* **Problem requirements**:
Among the records below, find each line bearing the word "once" and copy it.

Items from a dataset:
---+---

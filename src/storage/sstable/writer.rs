//! Sorted Run Writer
//!
//! Streams records, in ascending key order, into the three run files.

use std::fs::{File, OpenOptions};
use std::io::{BufWriter, Write};

use bytes::Bytes;

use crate::error::{IoContext, LsmError, Result};
use crate::record::{Record, MAX_KEY_LEN};

use super::{RunFiles, SortedRun, DATA_LEN_SIZE, KEY_LEN_SIZE, OFFSET_ENTRY_SIZE};

/// Incremental writer for a sorted run
///
/// Call [`write`](Self::write) in strictly ascending key order, then
/// [`finish`](Self::finish) to sync the files and get the run handle.
pub struct RunWriter {
    id: u64,
    files: RunFiles,
    data: BufWriter<File>,
    index: BufWriter<File>,
    offset: BufWriter<File>,
    /// Current write position in each file
    data_pos: u64,
    index_pos: u64,
    offset_pos: u64,
    record_count: u64,
    first_key: Option<Bytes>,
    last_key: Option<Bytes>,
}

impl RunWriter {
    /// Create the files of a new run, truncating any leftovers
    pub fn create(id: u64, files: RunFiles) -> Result<Self> {
        let open = |path: &std::path::Path| -> Result<BufWriter<File>> {
            let file = OpenOptions::new()
                .create(true)
                .write(true)
                .truncate(true)
                .open(path)
                .with_path(path)?;
            Ok(BufWriter::new(file))
        };

        Ok(Self {
            id,
            data: open(&files.data)?,
            index: open(&files.index)?,
            offset: open(&files.offset)?,
            files,
            data_pos: 0,
            index_pos: 0,
            offset_pos: 0,
            record_count: 0,
            first_key: None,
            last_key: None,
        })
    }

    /// Reopen an existing run to add records after its last key
    pub fn resume(run: &SortedRun) -> Result<Self> {
        let open = |path: &std::path::Path| -> Result<BufWriter<File>> {
            let file = OpenOptions::new().append(true).open(path).with_path(path)?;
            Ok(BufWriter::new(file))
        };

        Ok(Self {
            id: run.id,
            data: open(&run.files.data)?,
            index: open(&run.files.index)?,
            offset: open(&run.files.offset)?,
            files: run.files.clone(),
            data_pos: run.data_size,
            index_pos: run.index_size,
            offset_pos: run.offset_size,
            record_count: run.record_count,
            first_key: (!run.is_empty()).then(|| run.first_key.clone()),
            last_key: (!run.is_empty()).then(|| run.last_key.clone()),
        })
    }

    /// Append one record given as its key and encoded trailer
    pub fn write(&mut self, key: &[u8], trailer: &[u8]) -> Result<()> {
        if key.is_empty() {
            return Err(LsmError::EmptyKey);
        }
        if key.len() > MAX_KEY_LEN {
            return Err(LsmError::KeyTooLarge {
                len: key.len(),
                max: MAX_KEY_LEN,
            });
        }
        debug_assert!(
            self.last_key.as_deref().map_or(true, |last| last < key),
            "keys must be written in ascending order"
        );

        // data: [len][trailer]
        self.data
            .write_all(&(trailer.len() as u64).to_le_bytes())
            .with_path(&self.files.data)?;
        self.data.write_all(trailer).with_path(&self.files.data)?;

        // index: [key_len][key][data_offset]
        self.index
            .write_all(&(key.len() as u16).to_le_bytes())
            .with_path(&self.files.index)?;
        self.index.write_all(key).with_path(&self.files.index)?;
        self.index
            .write_all(&self.data_pos.to_le_bytes())
            .with_path(&self.files.index)?;

        // offset: [index_offset]
        self.offset
            .write_all(&self.index_pos.to_le_bytes())
            .with_path(&self.files.offset)?;

        self.data_pos += DATA_LEN_SIZE + trailer.len() as u64;
        self.index_pos += KEY_LEN_SIZE + key.len() as u64 + 8;
        self.offset_pos += OFFSET_ENTRY_SIZE;
        self.record_count += 1;

        let key = Bytes::copy_from_slice(key);
        if self.first_key.is_none() {
            self.first_key = Some(key.clone());
        }
        self.last_key = Some(key);
        Ok(())
    }

    pub fn write_record(&mut self, record: &Record) -> Result<()> {
        self.write(record.key(), &record.encode_trailer())
    }

    pub fn record_count(&self) -> u64 {
        self.record_count
    }

    pub fn files(&self) -> &RunFiles {
        &self.files
    }

    /// Flush and sync all three files, returning the finished run
    ///
    /// A writer that never received a record deletes its files and fails
    /// with [`LsmError::EmptyRun`].
    pub fn finish(mut self) -> Result<SortedRun> {
        let (Some(first_key), Some(last_key)) = (self.first_key.take(), self.last_key.take())
        else {
            let path = self.files.data.clone();
            self.abandon()?;
            return Err(LsmError::EmptyRun(path));
        };

        for (writer, path) in [
            (&mut self.data, &self.files.data),
            (&mut self.index, &self.files.index),
            (&mut self.offset, &self.files.offset),
        ] {
            writer.flush().with_path(path)?;
            writer.get_ref().sync_all().with_path(path)?;
        }

        Ok(SortedRun {
            id: self.id,
            files: self.files,
            first_key,
            last_key,
            record_count: self.record_count,
            data_size: self.data_pos,
            index_size: self.index_pos,
            offset_size: self.offset_pos,
        })
    }

    /// Drop the writer and delete whatever it wrote
    pub fn abandon(self) -> Result<()> {
        let files = self.files.clone();
        drop(self);
        files.remove()
    }
}

impl SortedRun {
    /// Write `records` (ascending, unique keys) as a brand new run
    pub fn fill(id: u64, files: RunFiles, records: &[Record]) -> Result<Self> {
        if records.is_empty() {
            return Err(LsmError::EmptyRun(files.data));
        }

        let mut writer = RunWriter::create(id, files)?;
        for record in records {
            writer.write_record(record)?;
        }
        writer.finish()
    }

    /// Extend the run with records whose keys all sort after its last key
    pub fn append(&mut self, records: &[Record]) -> Result<()> {
        if records.is_empty() {
            return Ok(());
        }

        let mut writer = RunWriter::resume(self)?;
        for record in records {
            writer.write_record(record)?;
        }
        *self = writer.finish()?;
        Ok(())
    }
}
//! Keynator
//!
//! Forward-only cursor over the keys of one run, reading the offset file
//! sequentially. Move-only (no `Clone`): each keynator owns its file handles
//! and position.

use std::fs::File;
use std::io::BufReader;

use bytes::Bytes;

use crate::error::{IoContext, LsmError, Result};
use crate::record::Record;

use super::reader::read_next;
use super::{RunReader, SortedRun};

pub struct Keynator<'a> {
    run: &'a SortedRun,
    reader: RunReader<'a>,
    offsets: BufReader<File>,
    /// Records consumed so far
    position: u64,
    /// Key and data offset at the last position
    current: Option<(Bytes, u64)>,
}

impl<'a> Keynator<'a> {
    pub fn open(run: &'a SortedRun) -> Result<Self> {
        let path = &run.files().offset;
        let offsets = BufReader::new(File::open(path).with_path(path)?);
        Ok(Self {
            run,
            reader: RunReader::open(run)?,
            offsets,
            position: 0,
            current: None,
        })
    }

    /// Advance to the next key; `None` once the run is exhausted
    ///
    /// A corrupt index entry is still consumed: the error leaves the cursor
    /// with no current key, and the next call reads the entry after it.
    pub fn next_key(&mut self) -> Result<Option<Bytes>> {
        self.current = None;
        if self.position >= self.reader.record_count() {
            return Ok(None);
        }
        self.position += 1;

        let mut word = [0u8; 8];
        read_next(&mut self.offsets, &self.run.files().offset, &mut word, "offset entry")?;
        let (key, data_offset) = self.reader.index_entry_at(u64::from_le_bytes(word))?;

        self.current = Some((key.clone(), data_offset));
        Ok(Some(key))
    }

    /// Key at the current position, if any
    pub fn current_key(&self) -> Option<&Bytes> {
        self.current.as_ref().map(|(key, _)| key)
    }

    /// Raw trailer bytes of the record at the current position
    pub fn current_data(&mut self) -> Result<Vec<u8>> {
        let data_offset = self.current_offset()?;
        self.reader.trailer_at(data_offset)
    }

    /// Decoded, checksum-verified record at the current position
    pub fn current_record(&mut self) -> Result<Record> {
        let key = match &self.current {
            Some((key, _)) => key.clone(),
            None => return Err(exhausted()),
        };
        let trailer = self.current_data()?;
        let record = Record::from_parts(key, &trailer)?;
        record.verify()?;
        Ok(record)
    }

    fn current_offset(&self) -> Result<u64> {
        self.current
            .as_ref()
            .map(|(_, offset)| *offset)
            .ok_or_else(exhausted)
    }
}

fn exhausted() -> LsmError {
    LsmError::Corruption("keynator has no current record".into())
}
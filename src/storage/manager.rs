//! Level Manager
//!
//! Owns every level and coordinates the structural changes between them.
//!
//! ## Responsibilities
//! - Rebuild all levels from disk on startup
//! - Turn a MemTable into a new level-0 run
//! - Plan and run compactions, cascading down the levels
//! - Report how full each level is

use std::fs;
use std::path::PathBuf;

use parking_lot::{Mutex, RwLock, RwLockReadGuard};

use crate::config::Config;
use crate::error::{IoContext, LsmError, Result};
use crate::memtable::MemTable;

use super::compaction::{self, CompactionStats};
use super::level::LevelController;
use super::sstable::SortedRun;

/// Manages the leveled storage layer
///
/// ## Concurrency:
/// - `levels`: RwLock. Lookups and scans hold the read guard for their
///   whole duration, so no run is deleted under them.
/// - `mutation_lock`: serializes flush, compaction and reconstruction.
///   Merging happens under the read guard; only the final swap of run
///   lists takes the write guard.
///
/// Lock order: `mutation_lock` → `levels` → MemTable.
pub struct LevelManager {
    config: Config,
    levels: RwLock<Vec<LevelController>>,
    mutation_lock: Mutex<()>,
}

impl LevelManager {
    /// Open or create every level under the configured data directory
    pub fn open(config: &Config) -> Result<Self> {
        let levels = Self::load_levels(config)?;
        Ok(Self {
            config: config.clone(),
            levels: RwLock::new(levels),
            mutation_lock: Mutex::new(()),
        })
    }

    fn load_levels(config: &Config) -> Result<Vec<LevelController>> {
        let levels_dir = config.levels_dir();
        fs::create_dir_all(&levels_dir).with_path(&levels_dir)?;

        let mut levels = Vec::with_capacity(config.max_levels);
        for level in 0..config.max_levels {
            levels.push(LevelController::open(
                level,
                &Self::level_dir(config, level),
                config.level_capacity(level),
                &config.corrupt_dir(),
            )?);
        }

        let runs: usize = levels.iter().map(LevelController::run_count).sum();
        tracing::info!(levels = levels.len(), runs, "levels loaded");
        Ok(levels)
    }

    /// "{data_dir}/levels/level_{L}"
    pub fn level_dir(config: &Config, level: usize) -> PathBuf {
        config.levels_dir().join(format!("level_{}", level))
    }

    /// Shared access to the levels, index 0 first
    ///
    /// Hold the guard for as long as any run obtained through it is read.
    pub fn read(&self) -> RwLockReadGuard<'_, Vec<LevelController>> {
        self.levels.read()
    }

    // =========================================================================
    // Flush
    // =========================================================================

    /// Write the MemTable out as a new level-0 run and clear it
    ///
    /// The run is registered and the MemTable cleared under one write guard,
    /// so a reader sees the data in exactly one of the two places. The caller
    /// must keep writers out of the MemTable for the duration.
    pub fn flush(&self, memtable: &MemTable) -> Result<Option<SortedRun>> {
        let _mutation = self.mutation_lock.lock();

        let records = memtable.snapshot();
        if records.is_empty() {
            return Ok(None);
        }

        let (id, files) = self.levels.read()[0].next_run_files();
        let run = SortedRun::fill(id, files, &records)?;

        {
            let mut levels = self.levels.write();
            levels[0].add_run(run.clone());
            memtable.clear();
        }

        tracing::info!(
            id,
            records = run.record_count(),
            bytes = run.size_bytes(),
            "memtable flushed to level 0"
        );
        Ok(Some(run))
    }

    // =========================================================================
    // Compaction
    // =========================================================================

    /// Compact every level that needs it, top down
    ///
    /// Compacting L into L+1 can push L+1 over budget; it is checked next,
    /// so the cascade stops at the last level.
    pub fn compact_pending(&self) -> Result<Vec<CompactionStats>> {
        let _mutation = self.mutation_lock.lock();

        let mut done = Vec::new();
        for level in 0..self.config.max_levels - 1 {
            let due = compaction::needs_compaction(
                &self.levels.read()[level],
                self.config.max_runs_per_level,
            );
            if !due {
                continue;
            }
            if let Some(stats) = self.compact_locked(level)? {
                done.push(stats);
            }
        }
        Ok(done)
    }

    /// Compact `level` into `level + 1` regardless of its size
    ///
    /// Returns `None` when the level holds no runs.
    pub fn compact_level(&self, level: usize) -> Result<Option<CompactionStats>> {
        if level + 1 >= self.config.max_levels {
            return Err(LsmError::InvalidLevel(level));
        }
        let _mutation = self.mutation_lock.lock();
        self.compact_locked(level)
    }

    /// Caller holds `mutation_lock`
    fn compact_locked(&self, level: usize) -> Result<Option<CompactionStats>> {
        let (plan, output, stats) = {
            let levels = self.levels.read();
            let Some(plan) = compaction::plan(&levels, level)? else {
                return Ok(None);
            };
            let (output, stats) = compaction::execute(&plan, &levels)?;
            (plan, output, stats)
        };

        let removed = {
            let mut levels = self.levels.write();
            let mut removed = Vec::with_capacity(plan.upper.len() + plan.lower.len());
            for &id in &plan.upper {
                removed.extend(levels[level].remove_run(id));
            }
            for &id in &plan.lower {
                removed.extend(levels[level + 1].remove_run(id));
            }
            if let Some(run) = output {
                levels[level + 1].add_run(run);
            }

            // no reader can still hold these runs once the write guard is ours
            for run in &removed {
                if let Err(e) = run.remove_files() {
                    tracing::error!(level, id = run.id(), error = %e, "failed to delete compacted run");
                }
            }
            removed.len()
        };

        tracing::info!(
            from = level,
            to = level + 1,
            inputs = removed,
            written = stats.records_written,
            tombstones_dropped = stats.tombstones_dropped,
            corrupt_skipped = stats.corrupt_skipped,
            bytes_in = stats.bytes_in,
            bytes_out = stats.bytes_out,
            "compaction finished"
        );
        Ok(Some(stats))
    }

    // =========================================================================
    // Reconstruction
    // =========================================================================

    /// Throw away in-memory level state and reload it from disk
    pub fn reconstruct(&self) -> Result<()> {
        let _mutation = self.mutation_lock.lock();
        let levels = Self::load_levels(&self.config)?;
        *self.levels.write() = levels;
        Ok(())
    }

    // =========================================================================
    // Statistics
    // =========================================================================

    /// `(level, size / capacity)` for every level, fullest first
    pub fn fill_ratios(&self) -> Vec<(usize, f64)> {
        let mut ratios: Vec<(usize, f64)> = self
            .levels
            .read()
            .iter()
            .map(|level| (level.level(), level.fill_ratio()))
            .collect();
        ratios.sort_by(|a, b| b.1.total_cmp(&a.1));
        ratios
    }

    pub fn max_fill_ratio(&self) -> f64 {
        self.fill_ratios().first().map_or(0.0, |&(_, ratio)| ratio)
    }

    pub fn level_count(&self) -> usize {
        self.levels.read().len()
    }

    /// Number of runs in `level` (0 for a level that does not exist)
    pub fn run_count(&self, level: usize) -> usize {
        self.levels.read().get(level).map_or(0, LevelController::run_count)
    }

    pub fn total_runs(&self) -> usize {
        self.levels.read().iter().map(LevelController::run_count).sum()
    }

    /// Combined file size of `level`
    pub fn level_size(&self, level: usize) -> u64 {
        self.levels.read().get(level).map_or(0, LevelController::size_bytes)
    }
}
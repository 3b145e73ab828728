//! Write-Ahead Log (WAL) Module
//!
//! Provides durability guarantees through append-only logging.
//!
//! ## Responsibilities
//! - Append every mutation before it becomes visible in the MemTable
//! - CRC32 checksums (carried by each record) for corruption detection
//! - Replay on startup to rebuild the MemTable
//! - Truncation once a flushed run has been registered
//!
//! ## File Format
//! The log is a plain sequence of fully encoded records, in write order:
//! ```text
//! ┌──────────────────────────────────────────────────────────────┐
//! │ Record 1                                                     │
//! │ ┌──────────┬─────┬──────┬─────┬──────┬───────┬─────────┐     │
//! │ │ Len (8)  │ Del │ KLen │ Key │ VLen │ Value │ CRC (4) │     │
//! │ └──────────┴─────┴──────┴─────┴──────┴───────┴─────────┘     │
//! ├──────────────────────────────────────────────────────────────┤
//! │ Record 2 ...                                                 │
//! └──────────────────────────────────────────────────────────────┘
//! ```

mod reader;
mod recovery;
mod writer;

pub use reader::{WalIterator, WalReader};
pub use recovery::{RecoveryResult, WalRecovery};
pub use writer::WalWriter;
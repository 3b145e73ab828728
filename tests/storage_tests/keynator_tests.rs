//! Tests for Keynator
//!
//! These tests verify:
//! - Sequential key iteration in ascending order
//! - Reading the record and raw trailer at the current key
//! - Behavior before the first key and after the last

use std::path::Path;

use lsmkv::record::Record;
use lsmkv::storage::{Keynator, RunFiles, SortedRun};
use tempfile::TempDir;

// =============================================================================
// Helper Functions
// =============================================================================

fn build_run(dir: &Path, records: &[Record]) -> SortedRun {
    SortedRun::fill(1, RunFiles::new(dir, 0, 1), records).unwrap()
}

fn numbered(count: usize) -> Vec<Record> {
    (0..count)
        .map(|i| Record::new(format!("key{:03}", i), format!("value{}", i)).unwrap())
        .collect()
}

// =============================================================================
// Iteration Tests
// =============================================================================

#[test]
fn test_visits_every_key_in_order() {
    let temp = TempDir::new().unwrap();
    let records = numbered(50);
    let run = build_run(temp.path(), &records);

    let mut keynator = Keynator::open(&run).unwrap();
    let mut seen = Vec::new();
    while let Some(key) = keynator.next_key().unwrap() {
        seen.push(key);
    }

    let expected: Vec<_> = records.iter().map(|r| r.key().clone()).collect();
    assert_eq!(seen, expected);
}

#[test]
fn test_no_current_key_before_first_advance() {
    let temp = TempDir::new().unwrap();
    let run = build_run(temp.path(), &numbered(3));

    let mut keynator = Keynator::open(&run).unwrap();

    assert!(keynator.current_key().is_none());
    assert!(keynator.current_record().is_err());
}

#[test]
fn test_exhausted_stays_exhausted() {
    let temp = TempDir::new().unwrap();
    let run = build_run(temp.path(), &numbered(2));

    let mut keynator = Keynator::open(&run).unwrap();
    keynator.next_key().unwrap();
    keynator.next_key().unwrap();

    assert!(keynator.next_key().unwrap().is_none());
    assert!(keynator.current_key().is_none());
    assert!(keynator.next_key().unwrap().is_none());
}

// =============================================================================
// Current Record Tests
// =============================================================================

#[test]
fn test_current_record_matches_written() {
    let temp = TempDir::new().unwrap();
    let records = numbered(10);
    let run = build_run(temp.path(), &records);

    let mut keynator = Keynator::open(&run).unwrap();
    for expected in &records {
        let key = keynator.next_key().unwrap().unwrap();
        assert_eq!(&key, expected.key());
        assert_eq!(keynator.current_key(), Some(expected.key()));

        let record = keynator.current_record().unwrap();
        assert_eq!(record.value(), expected.value());
        assert_eq!(record.checksum(), expected.checksum());
    }
}

#[test]
fn test_current_data_is_raw_trailer() {
    let temp = TempDir::new().unwrap();
    let records = vec![
        Record::new("a", "alpha").unwrap(),
        Record::tombstone("b").unwrap(),
    ];
    let run = build_run(temp.path(), &records);

    let mut keynator = Keynator::open(&run).unwrap();
    for record in &records {
        keynator.next_key().unwrap();
        assert_eq!(
            keynator.current_data().unwrap(),
            record.encode_trailer().to_vec()
        );
    }
}

#[test]
fn test_current_record_is_repeatable() {
    let temp = TempDir::new().unwrap();
    let run = build_run(temp.path(), &numbered(3));

    let mut keynator = Keynator::open(&run).unwrap();
    keynator.next_key().unwrap();

    let first = keynator.current_record().unwrap();
    let second = keynator.current_record().unwrap();
    assert_eq!(first.value(), second.value());
}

---+---

* **Exercise result**:
    /// Advance to the next key; `None` once the run is exhausted
            // no reader can still hold these runs once the write guard is ours
//! - Truncation once a flushed run has been registered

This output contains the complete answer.